Dataset entries
————

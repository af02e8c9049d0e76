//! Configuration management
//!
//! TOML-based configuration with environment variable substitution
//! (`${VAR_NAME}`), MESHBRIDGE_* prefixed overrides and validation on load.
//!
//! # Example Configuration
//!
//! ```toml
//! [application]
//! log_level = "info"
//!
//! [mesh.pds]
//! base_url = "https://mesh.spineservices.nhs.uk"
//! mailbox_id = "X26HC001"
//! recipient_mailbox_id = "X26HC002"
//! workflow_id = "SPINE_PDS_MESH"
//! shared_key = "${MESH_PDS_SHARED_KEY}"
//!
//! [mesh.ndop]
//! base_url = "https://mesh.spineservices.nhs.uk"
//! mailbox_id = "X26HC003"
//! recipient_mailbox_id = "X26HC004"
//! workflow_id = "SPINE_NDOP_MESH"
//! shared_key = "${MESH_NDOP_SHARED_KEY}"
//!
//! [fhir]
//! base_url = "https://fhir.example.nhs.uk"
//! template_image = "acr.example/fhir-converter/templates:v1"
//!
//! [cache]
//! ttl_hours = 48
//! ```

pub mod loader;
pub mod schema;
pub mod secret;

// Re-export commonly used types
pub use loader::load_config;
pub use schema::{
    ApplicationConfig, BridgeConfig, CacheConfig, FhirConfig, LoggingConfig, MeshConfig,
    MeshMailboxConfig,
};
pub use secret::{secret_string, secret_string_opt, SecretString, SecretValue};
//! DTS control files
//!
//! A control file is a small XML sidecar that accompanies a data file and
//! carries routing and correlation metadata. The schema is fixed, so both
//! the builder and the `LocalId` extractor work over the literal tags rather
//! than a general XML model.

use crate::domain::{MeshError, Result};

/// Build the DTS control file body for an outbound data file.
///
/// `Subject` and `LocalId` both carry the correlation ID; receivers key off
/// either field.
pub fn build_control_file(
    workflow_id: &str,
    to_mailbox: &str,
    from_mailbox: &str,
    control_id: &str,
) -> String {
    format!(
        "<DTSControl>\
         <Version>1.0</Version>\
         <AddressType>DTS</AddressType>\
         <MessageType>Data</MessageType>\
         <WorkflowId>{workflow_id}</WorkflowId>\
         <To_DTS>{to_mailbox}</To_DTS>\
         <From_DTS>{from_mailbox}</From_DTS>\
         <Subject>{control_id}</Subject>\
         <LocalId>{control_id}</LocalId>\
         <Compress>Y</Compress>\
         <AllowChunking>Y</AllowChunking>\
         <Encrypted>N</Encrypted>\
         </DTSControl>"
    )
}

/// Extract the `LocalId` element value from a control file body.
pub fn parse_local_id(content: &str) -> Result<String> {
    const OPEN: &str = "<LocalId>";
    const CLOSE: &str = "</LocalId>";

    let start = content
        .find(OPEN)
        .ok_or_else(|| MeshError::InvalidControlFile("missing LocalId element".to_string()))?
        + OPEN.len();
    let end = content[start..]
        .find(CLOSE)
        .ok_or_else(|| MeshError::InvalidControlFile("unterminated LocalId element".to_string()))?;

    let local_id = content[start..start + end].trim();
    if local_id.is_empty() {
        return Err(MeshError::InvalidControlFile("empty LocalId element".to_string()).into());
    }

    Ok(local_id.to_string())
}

————

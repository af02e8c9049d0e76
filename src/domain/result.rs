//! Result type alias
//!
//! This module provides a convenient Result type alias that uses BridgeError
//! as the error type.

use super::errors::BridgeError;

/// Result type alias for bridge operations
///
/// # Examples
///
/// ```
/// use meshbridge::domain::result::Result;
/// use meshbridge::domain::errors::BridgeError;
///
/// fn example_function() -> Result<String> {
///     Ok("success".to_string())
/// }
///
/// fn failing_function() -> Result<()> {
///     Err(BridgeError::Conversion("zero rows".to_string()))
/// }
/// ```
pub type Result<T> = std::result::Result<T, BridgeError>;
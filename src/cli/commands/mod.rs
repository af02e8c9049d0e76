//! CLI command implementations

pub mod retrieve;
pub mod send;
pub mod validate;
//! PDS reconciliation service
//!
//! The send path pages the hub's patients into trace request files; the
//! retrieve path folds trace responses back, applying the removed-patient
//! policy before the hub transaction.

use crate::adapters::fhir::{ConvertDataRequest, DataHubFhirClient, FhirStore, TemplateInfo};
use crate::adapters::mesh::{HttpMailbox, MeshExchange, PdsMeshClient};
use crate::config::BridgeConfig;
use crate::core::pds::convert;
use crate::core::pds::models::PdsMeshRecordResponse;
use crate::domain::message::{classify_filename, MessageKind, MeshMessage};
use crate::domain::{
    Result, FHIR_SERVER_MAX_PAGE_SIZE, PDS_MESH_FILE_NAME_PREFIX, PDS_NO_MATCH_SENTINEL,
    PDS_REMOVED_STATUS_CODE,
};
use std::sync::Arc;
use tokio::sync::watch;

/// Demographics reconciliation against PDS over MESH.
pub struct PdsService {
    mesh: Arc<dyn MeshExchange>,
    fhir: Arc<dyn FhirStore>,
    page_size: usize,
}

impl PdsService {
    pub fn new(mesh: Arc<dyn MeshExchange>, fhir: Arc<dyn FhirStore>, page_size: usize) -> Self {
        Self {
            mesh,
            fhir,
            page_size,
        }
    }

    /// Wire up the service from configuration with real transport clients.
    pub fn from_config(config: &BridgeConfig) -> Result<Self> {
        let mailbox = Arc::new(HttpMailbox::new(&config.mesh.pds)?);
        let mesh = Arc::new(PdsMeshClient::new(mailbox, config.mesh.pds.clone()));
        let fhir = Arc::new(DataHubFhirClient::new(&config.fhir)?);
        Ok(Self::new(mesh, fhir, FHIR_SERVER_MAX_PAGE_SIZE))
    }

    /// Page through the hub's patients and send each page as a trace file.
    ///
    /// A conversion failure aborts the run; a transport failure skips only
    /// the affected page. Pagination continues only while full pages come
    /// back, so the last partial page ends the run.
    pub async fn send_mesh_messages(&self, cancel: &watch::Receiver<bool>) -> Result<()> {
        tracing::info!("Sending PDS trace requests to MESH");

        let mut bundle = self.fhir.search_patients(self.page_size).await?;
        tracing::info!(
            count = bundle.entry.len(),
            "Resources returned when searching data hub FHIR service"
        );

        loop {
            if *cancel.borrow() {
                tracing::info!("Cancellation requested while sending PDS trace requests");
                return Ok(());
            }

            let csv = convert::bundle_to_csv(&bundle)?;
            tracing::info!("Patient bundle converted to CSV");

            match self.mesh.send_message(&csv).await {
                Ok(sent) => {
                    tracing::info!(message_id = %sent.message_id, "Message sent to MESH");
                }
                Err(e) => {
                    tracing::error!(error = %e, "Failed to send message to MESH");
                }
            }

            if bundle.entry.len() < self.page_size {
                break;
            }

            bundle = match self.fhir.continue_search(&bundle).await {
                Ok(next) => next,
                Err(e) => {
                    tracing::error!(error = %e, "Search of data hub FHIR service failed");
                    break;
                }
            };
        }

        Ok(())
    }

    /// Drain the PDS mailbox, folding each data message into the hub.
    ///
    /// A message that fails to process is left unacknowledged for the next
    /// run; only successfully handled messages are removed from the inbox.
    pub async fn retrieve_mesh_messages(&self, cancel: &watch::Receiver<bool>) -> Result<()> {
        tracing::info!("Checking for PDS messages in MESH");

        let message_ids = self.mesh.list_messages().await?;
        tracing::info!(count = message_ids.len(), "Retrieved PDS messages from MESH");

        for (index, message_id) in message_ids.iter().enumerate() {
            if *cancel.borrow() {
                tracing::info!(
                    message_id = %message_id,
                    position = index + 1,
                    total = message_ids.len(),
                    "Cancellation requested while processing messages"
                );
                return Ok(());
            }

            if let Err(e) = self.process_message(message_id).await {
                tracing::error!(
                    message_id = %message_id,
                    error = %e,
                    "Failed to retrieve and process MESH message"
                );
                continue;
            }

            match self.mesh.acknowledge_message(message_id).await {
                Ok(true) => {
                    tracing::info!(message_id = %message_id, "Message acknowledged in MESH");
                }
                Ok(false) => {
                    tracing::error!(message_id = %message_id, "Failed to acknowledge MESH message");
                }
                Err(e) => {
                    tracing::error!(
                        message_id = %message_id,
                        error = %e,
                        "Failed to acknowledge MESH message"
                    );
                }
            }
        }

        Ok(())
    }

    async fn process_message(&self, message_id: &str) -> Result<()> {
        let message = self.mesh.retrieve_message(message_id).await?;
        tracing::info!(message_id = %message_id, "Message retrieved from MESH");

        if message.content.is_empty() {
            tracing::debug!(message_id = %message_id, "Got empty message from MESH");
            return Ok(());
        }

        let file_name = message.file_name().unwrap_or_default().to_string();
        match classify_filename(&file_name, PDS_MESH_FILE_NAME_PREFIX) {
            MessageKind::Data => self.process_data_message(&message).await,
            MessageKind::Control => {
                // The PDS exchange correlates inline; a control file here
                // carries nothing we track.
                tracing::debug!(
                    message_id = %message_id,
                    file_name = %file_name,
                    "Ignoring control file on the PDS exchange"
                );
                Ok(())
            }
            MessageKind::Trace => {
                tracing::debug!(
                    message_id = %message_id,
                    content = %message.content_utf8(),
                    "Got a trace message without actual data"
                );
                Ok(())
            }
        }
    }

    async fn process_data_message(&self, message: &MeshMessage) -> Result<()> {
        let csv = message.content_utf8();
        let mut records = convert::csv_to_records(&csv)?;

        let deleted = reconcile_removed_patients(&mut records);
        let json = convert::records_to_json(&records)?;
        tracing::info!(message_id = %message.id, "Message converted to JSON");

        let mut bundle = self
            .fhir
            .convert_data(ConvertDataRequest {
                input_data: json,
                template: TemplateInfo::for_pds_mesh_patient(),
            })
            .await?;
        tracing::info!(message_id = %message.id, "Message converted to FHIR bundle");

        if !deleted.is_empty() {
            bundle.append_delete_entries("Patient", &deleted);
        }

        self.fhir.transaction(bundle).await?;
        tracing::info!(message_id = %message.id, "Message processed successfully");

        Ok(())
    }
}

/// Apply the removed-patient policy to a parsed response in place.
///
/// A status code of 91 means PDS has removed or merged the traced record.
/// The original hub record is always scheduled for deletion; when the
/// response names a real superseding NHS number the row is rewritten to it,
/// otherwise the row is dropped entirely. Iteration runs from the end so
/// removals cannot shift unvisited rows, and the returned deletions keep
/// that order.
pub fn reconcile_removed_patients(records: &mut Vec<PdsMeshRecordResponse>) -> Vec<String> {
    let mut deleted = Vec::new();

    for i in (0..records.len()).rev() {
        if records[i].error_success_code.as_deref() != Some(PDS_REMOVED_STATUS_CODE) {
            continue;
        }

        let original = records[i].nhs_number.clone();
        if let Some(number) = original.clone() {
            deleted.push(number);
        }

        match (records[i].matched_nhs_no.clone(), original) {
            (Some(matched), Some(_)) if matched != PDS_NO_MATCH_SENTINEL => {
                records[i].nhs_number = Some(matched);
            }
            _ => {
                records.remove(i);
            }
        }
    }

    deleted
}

————

The answer consists of the lines above that include the word "index", each copied exactly.

        for (index, message_id) in message_ids.iter().enumerate() {
                    position = index + 1,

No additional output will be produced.